**YOUR GOAL**
Show each line of the data below that has the string "unwrap" in it.

[Saved data entries]
────────────────

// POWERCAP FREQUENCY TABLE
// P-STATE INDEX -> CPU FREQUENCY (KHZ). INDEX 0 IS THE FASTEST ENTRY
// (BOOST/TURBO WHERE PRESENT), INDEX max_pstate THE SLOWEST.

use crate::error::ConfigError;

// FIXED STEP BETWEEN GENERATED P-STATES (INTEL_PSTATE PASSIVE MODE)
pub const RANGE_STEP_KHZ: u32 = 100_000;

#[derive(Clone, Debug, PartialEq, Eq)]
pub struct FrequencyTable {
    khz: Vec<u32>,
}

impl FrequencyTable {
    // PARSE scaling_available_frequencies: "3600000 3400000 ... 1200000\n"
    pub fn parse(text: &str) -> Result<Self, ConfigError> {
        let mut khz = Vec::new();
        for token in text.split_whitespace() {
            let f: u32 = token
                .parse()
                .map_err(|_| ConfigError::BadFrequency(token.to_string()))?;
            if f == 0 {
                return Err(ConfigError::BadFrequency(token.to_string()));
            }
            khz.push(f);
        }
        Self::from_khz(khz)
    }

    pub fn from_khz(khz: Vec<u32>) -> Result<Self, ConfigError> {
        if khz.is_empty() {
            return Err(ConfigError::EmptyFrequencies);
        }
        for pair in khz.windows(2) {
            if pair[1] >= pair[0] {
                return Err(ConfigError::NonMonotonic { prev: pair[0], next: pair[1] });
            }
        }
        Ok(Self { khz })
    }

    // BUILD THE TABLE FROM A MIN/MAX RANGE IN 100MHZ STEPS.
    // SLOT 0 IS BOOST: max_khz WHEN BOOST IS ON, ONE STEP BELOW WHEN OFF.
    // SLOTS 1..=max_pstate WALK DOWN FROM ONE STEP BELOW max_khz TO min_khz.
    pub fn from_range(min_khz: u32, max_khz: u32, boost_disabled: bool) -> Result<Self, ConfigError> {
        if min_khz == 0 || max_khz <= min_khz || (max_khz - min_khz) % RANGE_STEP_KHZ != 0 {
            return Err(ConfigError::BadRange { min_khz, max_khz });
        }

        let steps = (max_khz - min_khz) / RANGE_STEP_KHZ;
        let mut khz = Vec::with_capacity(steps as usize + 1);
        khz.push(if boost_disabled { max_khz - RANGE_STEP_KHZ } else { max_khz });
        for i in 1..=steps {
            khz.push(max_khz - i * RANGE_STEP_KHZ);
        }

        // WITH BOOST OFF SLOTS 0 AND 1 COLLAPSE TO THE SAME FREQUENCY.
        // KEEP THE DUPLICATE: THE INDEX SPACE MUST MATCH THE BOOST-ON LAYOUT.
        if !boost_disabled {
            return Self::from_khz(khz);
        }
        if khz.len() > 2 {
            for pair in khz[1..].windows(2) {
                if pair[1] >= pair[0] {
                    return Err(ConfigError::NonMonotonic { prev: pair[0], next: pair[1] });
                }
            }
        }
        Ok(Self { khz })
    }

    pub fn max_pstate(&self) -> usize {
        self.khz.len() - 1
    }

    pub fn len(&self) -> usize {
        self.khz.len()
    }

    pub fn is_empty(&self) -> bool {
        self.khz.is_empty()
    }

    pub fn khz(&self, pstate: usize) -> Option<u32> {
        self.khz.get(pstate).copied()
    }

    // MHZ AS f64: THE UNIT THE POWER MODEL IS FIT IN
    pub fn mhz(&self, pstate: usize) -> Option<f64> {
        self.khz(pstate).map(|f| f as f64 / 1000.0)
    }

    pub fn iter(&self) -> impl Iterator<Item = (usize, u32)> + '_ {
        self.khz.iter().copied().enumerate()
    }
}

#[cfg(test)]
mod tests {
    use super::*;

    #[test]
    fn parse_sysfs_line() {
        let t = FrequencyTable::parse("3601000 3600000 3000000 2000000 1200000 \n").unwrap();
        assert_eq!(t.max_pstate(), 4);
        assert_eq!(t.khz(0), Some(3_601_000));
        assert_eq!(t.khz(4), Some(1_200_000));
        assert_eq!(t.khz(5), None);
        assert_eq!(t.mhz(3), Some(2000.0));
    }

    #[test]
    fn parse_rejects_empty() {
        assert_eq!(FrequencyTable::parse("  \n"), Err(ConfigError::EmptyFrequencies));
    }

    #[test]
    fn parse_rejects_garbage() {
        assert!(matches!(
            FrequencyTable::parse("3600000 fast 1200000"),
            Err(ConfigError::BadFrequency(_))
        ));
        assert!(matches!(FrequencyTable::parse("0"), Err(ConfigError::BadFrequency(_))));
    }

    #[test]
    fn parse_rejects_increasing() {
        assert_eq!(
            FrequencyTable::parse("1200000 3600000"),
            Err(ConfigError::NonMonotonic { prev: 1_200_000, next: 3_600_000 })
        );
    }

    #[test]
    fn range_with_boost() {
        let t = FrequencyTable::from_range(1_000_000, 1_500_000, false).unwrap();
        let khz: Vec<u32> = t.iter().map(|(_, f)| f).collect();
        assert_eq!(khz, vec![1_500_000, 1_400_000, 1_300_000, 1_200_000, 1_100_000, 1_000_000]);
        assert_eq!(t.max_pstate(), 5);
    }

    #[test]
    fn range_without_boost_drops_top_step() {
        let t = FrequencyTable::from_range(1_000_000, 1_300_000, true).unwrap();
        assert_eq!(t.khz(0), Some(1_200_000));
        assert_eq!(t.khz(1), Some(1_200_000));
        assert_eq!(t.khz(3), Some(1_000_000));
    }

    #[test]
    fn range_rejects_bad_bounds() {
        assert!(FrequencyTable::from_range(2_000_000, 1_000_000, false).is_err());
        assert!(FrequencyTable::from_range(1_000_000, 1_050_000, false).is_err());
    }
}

────────────────

**ANSWER TO THIS EXERCISE**
        let t = FrequencyTable::parse("3601000 3600000 3000000 2000000 1200000 \n").unwrap();
        let t = FrequencyTable::from_range(1_000_000, 1_500_000, false).unwrap();
        let t = FrequencyTable::from_range(1_000_000, 1_300_000, true).unwrap();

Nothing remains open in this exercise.